In the records below, which lines include "table"? Copy them.
----------------------------------------
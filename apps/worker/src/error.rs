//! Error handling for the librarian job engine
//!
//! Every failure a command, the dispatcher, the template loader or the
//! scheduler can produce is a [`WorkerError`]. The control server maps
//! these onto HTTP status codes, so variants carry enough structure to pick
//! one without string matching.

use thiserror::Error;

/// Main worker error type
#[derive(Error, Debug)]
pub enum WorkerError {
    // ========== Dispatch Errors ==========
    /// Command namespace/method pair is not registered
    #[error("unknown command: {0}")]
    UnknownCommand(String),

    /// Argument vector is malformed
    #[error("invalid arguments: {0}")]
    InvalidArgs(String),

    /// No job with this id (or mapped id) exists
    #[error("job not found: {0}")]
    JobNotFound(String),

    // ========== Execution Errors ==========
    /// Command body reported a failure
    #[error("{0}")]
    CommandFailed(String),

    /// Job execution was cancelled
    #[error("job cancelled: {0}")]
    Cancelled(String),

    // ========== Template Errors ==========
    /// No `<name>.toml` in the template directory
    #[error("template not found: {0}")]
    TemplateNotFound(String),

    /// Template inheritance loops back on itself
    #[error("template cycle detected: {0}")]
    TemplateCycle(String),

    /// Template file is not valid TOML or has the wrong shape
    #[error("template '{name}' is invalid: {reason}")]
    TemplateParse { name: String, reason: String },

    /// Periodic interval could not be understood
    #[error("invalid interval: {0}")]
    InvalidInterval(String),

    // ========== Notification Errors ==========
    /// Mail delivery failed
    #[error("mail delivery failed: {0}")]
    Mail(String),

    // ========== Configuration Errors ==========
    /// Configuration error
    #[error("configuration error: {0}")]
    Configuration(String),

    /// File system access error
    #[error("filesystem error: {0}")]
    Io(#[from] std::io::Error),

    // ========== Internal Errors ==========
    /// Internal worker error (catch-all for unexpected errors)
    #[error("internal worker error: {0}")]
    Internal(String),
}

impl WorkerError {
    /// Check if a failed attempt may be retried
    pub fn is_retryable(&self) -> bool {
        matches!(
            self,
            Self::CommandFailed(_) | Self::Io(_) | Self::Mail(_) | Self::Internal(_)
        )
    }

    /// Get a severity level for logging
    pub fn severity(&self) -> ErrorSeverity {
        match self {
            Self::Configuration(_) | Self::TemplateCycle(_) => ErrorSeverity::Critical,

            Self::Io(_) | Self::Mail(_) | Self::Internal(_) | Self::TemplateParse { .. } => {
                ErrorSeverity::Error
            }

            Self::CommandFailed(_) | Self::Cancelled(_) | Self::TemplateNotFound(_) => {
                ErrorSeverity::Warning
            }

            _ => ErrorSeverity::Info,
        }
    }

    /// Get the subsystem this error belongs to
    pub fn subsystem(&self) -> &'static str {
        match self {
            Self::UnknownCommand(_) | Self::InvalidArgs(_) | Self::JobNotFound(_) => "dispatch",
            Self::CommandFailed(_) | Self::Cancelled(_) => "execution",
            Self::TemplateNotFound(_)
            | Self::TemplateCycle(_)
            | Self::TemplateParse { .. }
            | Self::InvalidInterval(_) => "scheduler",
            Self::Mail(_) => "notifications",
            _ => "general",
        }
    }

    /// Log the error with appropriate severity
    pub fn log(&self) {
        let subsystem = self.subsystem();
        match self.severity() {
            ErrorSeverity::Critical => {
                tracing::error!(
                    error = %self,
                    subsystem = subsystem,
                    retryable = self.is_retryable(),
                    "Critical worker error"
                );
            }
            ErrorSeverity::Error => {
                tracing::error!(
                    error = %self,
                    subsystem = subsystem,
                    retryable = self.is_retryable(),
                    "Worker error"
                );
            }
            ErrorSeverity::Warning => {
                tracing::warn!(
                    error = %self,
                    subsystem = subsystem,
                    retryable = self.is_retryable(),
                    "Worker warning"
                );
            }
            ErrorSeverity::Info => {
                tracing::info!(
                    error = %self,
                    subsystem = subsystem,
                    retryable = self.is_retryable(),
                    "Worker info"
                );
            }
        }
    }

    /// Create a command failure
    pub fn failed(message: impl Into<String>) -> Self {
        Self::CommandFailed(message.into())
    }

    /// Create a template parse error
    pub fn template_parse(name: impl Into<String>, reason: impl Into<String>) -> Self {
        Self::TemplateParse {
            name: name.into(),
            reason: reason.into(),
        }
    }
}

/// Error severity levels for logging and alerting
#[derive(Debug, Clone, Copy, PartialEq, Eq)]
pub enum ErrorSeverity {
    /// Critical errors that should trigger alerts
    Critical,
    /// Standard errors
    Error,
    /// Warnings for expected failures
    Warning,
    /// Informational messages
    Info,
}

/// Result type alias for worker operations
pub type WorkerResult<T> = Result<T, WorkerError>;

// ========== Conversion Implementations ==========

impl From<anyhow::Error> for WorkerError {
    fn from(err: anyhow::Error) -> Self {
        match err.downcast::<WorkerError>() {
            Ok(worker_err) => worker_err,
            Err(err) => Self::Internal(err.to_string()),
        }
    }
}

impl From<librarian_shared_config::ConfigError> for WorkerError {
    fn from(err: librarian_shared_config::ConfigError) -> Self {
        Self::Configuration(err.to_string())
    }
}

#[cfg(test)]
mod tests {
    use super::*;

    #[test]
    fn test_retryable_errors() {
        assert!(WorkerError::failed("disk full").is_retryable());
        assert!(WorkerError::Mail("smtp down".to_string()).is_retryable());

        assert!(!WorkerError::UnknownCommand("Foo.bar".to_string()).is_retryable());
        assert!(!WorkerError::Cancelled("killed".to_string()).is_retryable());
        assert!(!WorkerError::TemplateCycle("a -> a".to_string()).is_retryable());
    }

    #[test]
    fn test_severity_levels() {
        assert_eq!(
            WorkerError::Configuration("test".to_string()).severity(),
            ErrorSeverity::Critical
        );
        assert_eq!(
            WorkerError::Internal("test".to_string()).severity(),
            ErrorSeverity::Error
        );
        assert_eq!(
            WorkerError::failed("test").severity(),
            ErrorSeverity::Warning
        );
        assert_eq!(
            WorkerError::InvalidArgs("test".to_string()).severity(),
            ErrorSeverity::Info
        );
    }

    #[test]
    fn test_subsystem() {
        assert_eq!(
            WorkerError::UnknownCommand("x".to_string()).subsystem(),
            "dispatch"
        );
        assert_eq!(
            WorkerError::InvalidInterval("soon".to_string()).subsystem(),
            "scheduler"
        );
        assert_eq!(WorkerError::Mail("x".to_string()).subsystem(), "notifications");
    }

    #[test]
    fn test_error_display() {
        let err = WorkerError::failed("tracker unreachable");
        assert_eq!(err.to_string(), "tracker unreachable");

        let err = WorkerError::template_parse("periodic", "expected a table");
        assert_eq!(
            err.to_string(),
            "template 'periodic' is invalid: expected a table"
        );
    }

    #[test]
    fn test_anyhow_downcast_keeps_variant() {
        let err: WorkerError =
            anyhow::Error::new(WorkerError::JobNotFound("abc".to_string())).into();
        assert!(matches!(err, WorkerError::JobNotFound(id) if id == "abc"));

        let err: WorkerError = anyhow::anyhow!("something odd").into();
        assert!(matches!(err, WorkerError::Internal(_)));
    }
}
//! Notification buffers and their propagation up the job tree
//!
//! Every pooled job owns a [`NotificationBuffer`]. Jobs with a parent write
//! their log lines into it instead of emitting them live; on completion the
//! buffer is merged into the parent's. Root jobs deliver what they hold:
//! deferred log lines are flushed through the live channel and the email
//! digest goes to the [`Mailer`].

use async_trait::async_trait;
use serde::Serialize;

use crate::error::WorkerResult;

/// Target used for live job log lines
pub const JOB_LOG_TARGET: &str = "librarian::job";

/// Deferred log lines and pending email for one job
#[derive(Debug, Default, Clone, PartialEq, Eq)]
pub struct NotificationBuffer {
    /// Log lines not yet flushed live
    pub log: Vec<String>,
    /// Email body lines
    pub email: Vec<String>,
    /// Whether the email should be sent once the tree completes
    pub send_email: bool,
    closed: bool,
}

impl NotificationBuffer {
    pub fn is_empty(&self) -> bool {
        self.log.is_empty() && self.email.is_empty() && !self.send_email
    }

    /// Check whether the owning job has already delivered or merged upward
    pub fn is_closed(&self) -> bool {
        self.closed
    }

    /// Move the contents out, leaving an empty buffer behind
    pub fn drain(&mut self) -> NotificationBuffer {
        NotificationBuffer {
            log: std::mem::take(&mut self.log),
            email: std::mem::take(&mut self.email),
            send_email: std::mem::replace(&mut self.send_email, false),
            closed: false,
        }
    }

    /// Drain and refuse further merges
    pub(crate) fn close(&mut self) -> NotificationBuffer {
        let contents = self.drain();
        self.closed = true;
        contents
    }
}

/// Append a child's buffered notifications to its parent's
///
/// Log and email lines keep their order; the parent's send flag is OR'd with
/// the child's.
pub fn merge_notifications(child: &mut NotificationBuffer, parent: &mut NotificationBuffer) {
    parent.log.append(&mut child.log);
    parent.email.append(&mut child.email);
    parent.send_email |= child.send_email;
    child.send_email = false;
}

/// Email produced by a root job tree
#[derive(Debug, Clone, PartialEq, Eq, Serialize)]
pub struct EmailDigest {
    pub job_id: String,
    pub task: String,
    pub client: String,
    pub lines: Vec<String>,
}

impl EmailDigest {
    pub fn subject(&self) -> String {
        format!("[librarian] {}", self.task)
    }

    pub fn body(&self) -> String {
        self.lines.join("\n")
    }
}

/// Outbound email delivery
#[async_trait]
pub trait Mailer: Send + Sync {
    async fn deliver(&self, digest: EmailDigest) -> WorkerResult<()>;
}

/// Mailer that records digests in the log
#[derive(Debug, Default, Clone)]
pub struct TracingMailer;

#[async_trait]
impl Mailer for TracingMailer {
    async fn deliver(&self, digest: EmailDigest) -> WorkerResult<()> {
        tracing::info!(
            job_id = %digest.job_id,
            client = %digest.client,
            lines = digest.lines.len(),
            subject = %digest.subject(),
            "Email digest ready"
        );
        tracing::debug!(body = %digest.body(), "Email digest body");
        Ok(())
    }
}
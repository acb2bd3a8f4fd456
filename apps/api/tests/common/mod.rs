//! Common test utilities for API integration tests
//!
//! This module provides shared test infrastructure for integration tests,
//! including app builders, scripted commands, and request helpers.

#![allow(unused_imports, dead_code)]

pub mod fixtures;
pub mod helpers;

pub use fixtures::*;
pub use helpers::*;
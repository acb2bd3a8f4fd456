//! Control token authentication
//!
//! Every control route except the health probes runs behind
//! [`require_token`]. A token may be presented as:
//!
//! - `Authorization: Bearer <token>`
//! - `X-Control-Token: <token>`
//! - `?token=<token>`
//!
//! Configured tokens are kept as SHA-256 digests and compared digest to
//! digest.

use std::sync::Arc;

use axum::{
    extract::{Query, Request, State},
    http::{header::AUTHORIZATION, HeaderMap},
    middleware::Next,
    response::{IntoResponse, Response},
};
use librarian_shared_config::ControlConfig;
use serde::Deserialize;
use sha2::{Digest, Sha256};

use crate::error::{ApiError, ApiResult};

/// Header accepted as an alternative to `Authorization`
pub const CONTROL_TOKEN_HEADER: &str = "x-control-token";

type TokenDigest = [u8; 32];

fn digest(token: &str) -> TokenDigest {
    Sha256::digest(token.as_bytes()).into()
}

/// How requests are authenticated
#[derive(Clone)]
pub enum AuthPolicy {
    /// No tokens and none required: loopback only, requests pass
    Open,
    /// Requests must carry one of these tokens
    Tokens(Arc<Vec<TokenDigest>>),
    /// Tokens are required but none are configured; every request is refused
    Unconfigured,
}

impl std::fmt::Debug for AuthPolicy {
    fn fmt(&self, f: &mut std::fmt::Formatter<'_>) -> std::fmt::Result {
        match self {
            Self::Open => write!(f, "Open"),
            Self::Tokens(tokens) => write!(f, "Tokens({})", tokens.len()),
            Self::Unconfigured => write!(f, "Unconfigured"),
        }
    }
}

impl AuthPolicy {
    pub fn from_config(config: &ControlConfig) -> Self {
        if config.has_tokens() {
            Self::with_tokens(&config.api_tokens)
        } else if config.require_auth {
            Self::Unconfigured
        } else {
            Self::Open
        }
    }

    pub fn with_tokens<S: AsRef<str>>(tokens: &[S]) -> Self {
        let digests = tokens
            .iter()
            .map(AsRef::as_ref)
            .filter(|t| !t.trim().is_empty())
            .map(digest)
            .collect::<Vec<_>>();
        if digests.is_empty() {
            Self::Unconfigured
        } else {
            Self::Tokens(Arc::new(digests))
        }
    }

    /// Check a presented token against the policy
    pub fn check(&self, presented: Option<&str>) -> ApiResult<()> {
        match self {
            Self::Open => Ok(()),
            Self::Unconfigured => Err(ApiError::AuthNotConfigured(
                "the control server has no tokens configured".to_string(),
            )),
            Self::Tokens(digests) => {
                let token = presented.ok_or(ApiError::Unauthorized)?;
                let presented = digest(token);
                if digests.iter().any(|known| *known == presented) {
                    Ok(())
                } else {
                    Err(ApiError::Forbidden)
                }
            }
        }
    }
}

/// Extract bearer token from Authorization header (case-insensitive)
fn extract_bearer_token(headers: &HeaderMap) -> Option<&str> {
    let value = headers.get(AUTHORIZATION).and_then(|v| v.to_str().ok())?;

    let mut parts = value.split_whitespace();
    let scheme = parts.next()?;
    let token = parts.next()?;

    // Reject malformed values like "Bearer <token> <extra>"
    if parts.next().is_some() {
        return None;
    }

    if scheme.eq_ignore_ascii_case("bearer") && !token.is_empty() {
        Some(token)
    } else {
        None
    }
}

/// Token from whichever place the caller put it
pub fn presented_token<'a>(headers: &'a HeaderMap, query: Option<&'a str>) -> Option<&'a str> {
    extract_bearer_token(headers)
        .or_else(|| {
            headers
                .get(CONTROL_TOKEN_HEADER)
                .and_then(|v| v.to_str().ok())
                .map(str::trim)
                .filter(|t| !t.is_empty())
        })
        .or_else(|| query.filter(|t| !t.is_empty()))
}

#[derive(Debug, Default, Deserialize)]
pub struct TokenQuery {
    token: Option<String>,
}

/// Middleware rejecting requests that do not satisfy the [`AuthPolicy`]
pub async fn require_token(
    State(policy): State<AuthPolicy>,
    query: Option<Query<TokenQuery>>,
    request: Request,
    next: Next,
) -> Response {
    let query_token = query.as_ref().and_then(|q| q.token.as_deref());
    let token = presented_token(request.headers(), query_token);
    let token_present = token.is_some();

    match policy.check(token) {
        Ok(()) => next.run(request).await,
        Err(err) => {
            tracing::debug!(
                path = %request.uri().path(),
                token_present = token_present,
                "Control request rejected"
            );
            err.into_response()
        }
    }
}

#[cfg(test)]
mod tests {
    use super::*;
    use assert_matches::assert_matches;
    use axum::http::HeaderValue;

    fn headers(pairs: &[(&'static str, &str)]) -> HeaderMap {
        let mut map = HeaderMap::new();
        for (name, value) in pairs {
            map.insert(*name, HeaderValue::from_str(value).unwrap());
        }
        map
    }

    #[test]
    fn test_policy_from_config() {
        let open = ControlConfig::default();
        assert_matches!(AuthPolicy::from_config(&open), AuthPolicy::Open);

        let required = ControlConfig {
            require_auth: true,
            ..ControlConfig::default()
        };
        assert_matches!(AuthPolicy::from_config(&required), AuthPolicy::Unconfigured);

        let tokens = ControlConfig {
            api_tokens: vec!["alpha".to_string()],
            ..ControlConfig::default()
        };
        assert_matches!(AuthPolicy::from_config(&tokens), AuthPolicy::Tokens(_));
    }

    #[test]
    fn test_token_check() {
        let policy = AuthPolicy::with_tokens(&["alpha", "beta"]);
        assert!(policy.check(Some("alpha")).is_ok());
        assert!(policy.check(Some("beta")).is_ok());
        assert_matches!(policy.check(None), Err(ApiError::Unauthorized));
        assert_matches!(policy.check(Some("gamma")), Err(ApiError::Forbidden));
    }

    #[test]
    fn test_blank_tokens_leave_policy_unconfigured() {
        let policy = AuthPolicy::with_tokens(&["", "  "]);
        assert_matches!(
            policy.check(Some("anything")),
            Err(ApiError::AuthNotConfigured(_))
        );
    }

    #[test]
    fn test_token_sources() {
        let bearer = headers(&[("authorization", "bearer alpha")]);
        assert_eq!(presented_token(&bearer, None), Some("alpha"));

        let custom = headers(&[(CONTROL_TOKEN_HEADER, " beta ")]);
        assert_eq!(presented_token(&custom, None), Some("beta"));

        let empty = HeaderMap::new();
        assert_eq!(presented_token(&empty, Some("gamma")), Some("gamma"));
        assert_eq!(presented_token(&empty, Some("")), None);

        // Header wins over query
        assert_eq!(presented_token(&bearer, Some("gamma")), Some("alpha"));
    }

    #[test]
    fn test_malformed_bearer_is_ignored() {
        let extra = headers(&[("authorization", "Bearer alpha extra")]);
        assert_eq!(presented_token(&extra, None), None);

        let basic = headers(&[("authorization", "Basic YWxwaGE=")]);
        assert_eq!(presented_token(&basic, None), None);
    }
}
----------------------------------------
**TASK OUTPUT**
        let err = WorkerError::template_parse("periodic", "expected a table");
            "template 'periodic' is invalid: expected a table"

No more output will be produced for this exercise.